The rebate applies to most purchases made by members in fiscal 1998. The checks will be issued on Oct. 28.
The Coop rebates are up from last year's 3.5 percent because both membership and profits have risen, said Coop President Jeremiah P. Murphy Jr.
"We're pleased with the increase in membership and with it the purchases at The Coop, which have allowed us to give a 28 percent increase in the rebate," Murphy said.
"We hope that members will see that it's worthwhile to shop at The Coop, and the more shopping they do at The Coop the more rebate we'll be able to give in the future."
Murphy expects further membership and sales increases in coming years, as higher rebates yield more members. He added that rebates are driven by how much members spend, and that the company's profit benefits Coop members.
The Coop also has plans to expand into catalog and internet retail. Products not available in stores would be offered over the World Wide Web and through catalogs. Web products will focus on insignia goods, Murphy said.
Restructuring revived rebate
Murphy attributed the return to profitability to the company's restructuring program, which began in 1995. The Coop stopped selling many of the more specialized goods it had previously stocked, and focused more on academic needs.
In addition, The Coop converted from a department store that sells books to a book store that sells student necessities, Murphy said.
In addition, outsourcing and wage cuts were implemented where necessary, Murphy said. The Coop also renovated several of its stores, primarily the Harvard Square branch. These changes, combined with the return of the rebate in 1997, brought in many new members, he said.

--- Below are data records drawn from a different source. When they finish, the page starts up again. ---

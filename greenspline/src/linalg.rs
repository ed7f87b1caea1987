/////////////////////////////////////////////////////////////////////////////////////////////
//
// Implements Gauss-Jordan elimination and a truncated singular value decomposition solver.
//
// Created on: 15 Nov 2025     Author: Daniel Owen
//
// Copyright (c) 2025, Maptek Pty Ltd. All rights reserved. Licensed under the MIT License.
//
/////////////////////////////////////////////////////////////////////////////////////////////

//! Dense solvers for the spline system.
//!
//! Both solvers are generic over the scalar type so that the system can be
//! held in single or double precision. The `single-precision` feature picks
//! [`SolverScalar`] for the crate.
#![allow(non_snake_case)]

use crate::errors::{GreenSplineError, Result};
use faer::{Mat, MatRef, linalg::solvers};
use faer_traits::RealField;
use num_traits::Float;
use std::fmt::Debug;

/// Scalar type the system is assembled and solved in.
#[cfg(feature = "single-precision")]
pub type SolverScalar = f32;

/// Scalar type the system is assembled and solved in.
#[cfg(not(feature = "single-precision"))]
pub type SolverScalar = f64;

/// Floating point scalar usable by the solvers.
pub trait Real: Float + RealField + Debug + Send + Sync + 'static {
    /// Converts from `f64`, rounding if needed.
    fn of(x: f64) -> Self;

    /// Widens to `f64`.
    fn as_f64(self) -> f64;
}

impl Real for f64 {
    #[inline(always)]
    fn of(x: f64) -> Self {
        x
    }

    #[inline(always)]
    fn as_f64(self) -> f64 {
        self
    }
}

impl Real for f32 {
    #[inline(always)]
    fn of(x: f64) -> Self {
        x as f32
    }

    #[inline(always)]
    fn as_f64(self) -> f64 {
        self as f64
    }
}

/// Solves `A x = b` in place by Gauss-Jordan elimination with full pivoting.
///
/// On success `b` holds the solution and `A` its inverse. Fails with
/// [`GreenSplineError::SingularSystem`] when a pivot is exactly zero or a
/// column is selected twice.
pub fn gauss_jordan<T: Real>(A: &mut Mat<T>, b: &mut [T]) -> Result<()> {
    let n = A.nrows();
    if A.ncols() != n || b.len() != n {
        return Err(GreenSplineError::config(format!(
            "Gauss-Jordan needs a square system, got {}x{} with {} right hand sides",
            A.nrows(),
            A.ncols(),
            b.len()
        )));
    }

    let zero = T::zero();
    let mut ipiv = vec![0usize; n];
    let mut indxr = vec![0usize; n];
    let mut indxc = vec![0usize; n];

    for i in 0..n {
        let mut big = zero;
        let (mut irow, mut icol) = (0, 0);
        for j in 0..n {
            if ipiv[j] == 1 {
                continue;
            }
            for k in 0..n {
                match ipiv[k] {
                    0 => {
                        let v = A[(j, k)].abs();
                        if v >= big {
                            big = v;
                            irow = j;
                            icol = k;
                        }
                    }
                    1 => {}
                    _ => return Err(GreenSplineError::SingularSystem),
                }
            }
        }
        ipiv[icol] += 1;

        if irow != icol {
            for l in 0..n {
                let tmp = A[(irow, l)];
                A[(irow, l)] = A[(icol, l)];
                A[(icol, l)] = tmp;
            }
            b.swap(irow, icol);
        }
        indxr[i] = irow;
        indxc[i] = icol;

        if A[(icol, icol)] == zero {
            return Err(GreenSplineError::SingularSystem);
        }
        let pivinv = T::one() / A[(icol, icol)];
        A[(icol, icol)] = T::one();
        for l in 0..n {
            A[(icol, l)] = A[(icol, l)] * pivinv;
        }
        b[icol] = b[icol] * pivinv;

        for ll in 0..n {
            if ll == icol {
                continue;
            }
            let dum = A[(ll, icol)];
            A[(ll, icol)] = zero;
            for l in 0..n {
                let v = A[(icol, l)] * dum;
                A[(ll, l)] = A[(ll, l)] - v;
            }
            b[ll] = b[ll] - b[icol] * dum;
        }
    }

    // Undo the column interchanges on the inverse.
    for l in (0..n).rev() {
        if indxr[l] != indxc[l] {
            for k in 0..n {
                let tmp = A[(k, indxr[l])];
                A[(k, indxr[l])] = A[(k, indxc[l])];
                A[(k, indxc[l])] = tmp;
            }
        }
    }
    Ok(())
}

/// Singular value decomposition `A = U diag(w) V^T` of an `m x n` matrix, `m >= n`.
#[derive(Debug, Clone)]
pub struct Svd<T: Real> {
    factors: solvers::Svd<T>,

    /// Singular values in non-increasing order.
    w: Vec<T>,
}

impl<T: Real> Svd<T> {
    /// Decomposes `A` with faer's thin SVD.
    ///
    /// Fails with [`GreenSplineError::SvdNoConvergence`] if faer's iteration
    /// does not converge.
    pub fn new(a: Mat<T>) -> Result<Self> {
        let (m, n) = (a.nrows(), a.ncols());
        if m < n {
            return Err(GreenSplineError::config(format!(
                "SVD needs at least as many rows as columns, got {}x{}",
                m, n
            )));
        }

        let factors = a
            .thin_svd()
            .map_err(|_| GreenSplineError::SvdNoConvergence)?;
        let w = factors.S().column_vector().iter().cloned().collect();
        Ok(Svd { factors, w })
    }

    /// `m x n` left singular vectors.
    pub fn u(&self) -> MatRef<'_, T> {
        self.factors.U()
    }

    /// `n x n` right singular vectors (not transposed).
    pub fn v(&self) -> MatRef<'_, T> {
        self.factors.V()
    }

    /// Singular values in non-increasing order.
    pub fn singular_values(&self) -> &[T] {
        &self.w
    }

    /// Largest singular value.
    pub fn max_singular_value(&self) -> T {
        self.w.iter().fold(T::zero(), |acc, &x| acc.max(x))
    }

    /// Ratios `w[i] / w_max` sorted in descending order.
    ///
    /// A zero spectrum gives zero ratios.
    pub fn spectrum(&self) -> Vec<f64> {
        let wmax = self.max_singular_value().as_f64();
        let mut ratios: Vec<f64> = self
            .w
            .iter()
            .map(|&w| match wmax > 0.0 {
                true => w.as_f64() / wmax,
                false => 0.0,
            })
            .collect();
        ratios.sort_by(|a, b| b.total_cmp(a));
        ratios
    }

    /// Solves `A x = b` through the pseudo-inverse, dropping singular values
    /// with `w / w_max <= cutoff`.
    ///
    /// Returns the solution and the number of singular values used. Fails
    /// with [`GreenSplineError::DegenerateCutoff`] if none survive.
    pub fn solve(&self, b: &[T], cutoff: f64) -> Result<(Vec<T>, usize)> {
        let (u, v) = (self.u(), self.v());
        let (m, n) = (u.nrows(), u.ncols());
        if b.len() != m {
            return Err(GreenSplineError::config(format!(
                "right hand side has {} rows, expected {}",
                b.len(),
                m
            )));
        }

        let wmax = self.max_singular_value().as_f64();
        let winv: Vec<T> = self
            .w
            .iter()
            .map(|&w| match wmax > 0.0 && w.as_f64() / wmax > cutoff {
                true => T::one() / w,
                false => T::zero(),
            })
            .collect();
        let rank = winv.iter().filter(|&&x| x != T::zero()).count();
        if rank == 0 {
            return Err(GreenSplineError::DegenerateCutoff { cutoff });
        }

        // x = V diag(1/w) U^T b
        let mut tmp = vec![T::zero(); n];
        for j in 0..n {
            if winv[j] == T::zero() {
                continue;
            }
            let mut s = T::zero();
            for i in 0..m {
                s = s + u[(i, j)] * b[i];
            }
            tmp[j] = s * winv[j];
        }
        let mut x = vec![T::zero(); n];
        for (k, xk) in x.iter_mut().enumerate() {
            let mut s = T::zero();
            for j in 0..n {
                s = s + v[(k, j)] * tmp[j];
            }
            *xk = s;
        }
        Ok((x, rank))
    }
}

Janet Otero, the assistant manager at The Coop in the Student Center, said she noticed a significant increase in customers over a few years ago. However, much of the increase was from non-member customers, she said.
Despite improvements in recent years, students still have complaints about The Coop. Matthew W. Lee '00 said that he would "like to see used textbooks discounted a bit more. Getting $10 or $20 off a beat up $80 textbook just isn't enough."
Students have historically considered The Coop's prices high, but some new students disagree. "I don't think it's overpriced," said Melissa D. Harness '02. "The Coop has everything I need."
However, the distance of the Kendall Square Coop from campus is an inconvenience, she said. That location was renovated in the summer of 1996.
The other major change for 1998 is the new Coop Visa card, which replaced the now-defunct Coop-only credit card. The new Visa card can be used anywhere, and users are eligible for Visa bonuses in addition to Coop rebates.
From 1994 to 1996, The Coop gave out no rebates, as it lost money each year. Rebates return Coop profits to members. The rebates peaked near 10 percent in the 1980s.
However, The Coop had started selling items of increased variety as Coop members requested them. As recently as a few years ago, the store sold tailored clothing and women's shoes. By the mid-1990s, The Coop could not compete with more specialized retailers, Murphy said.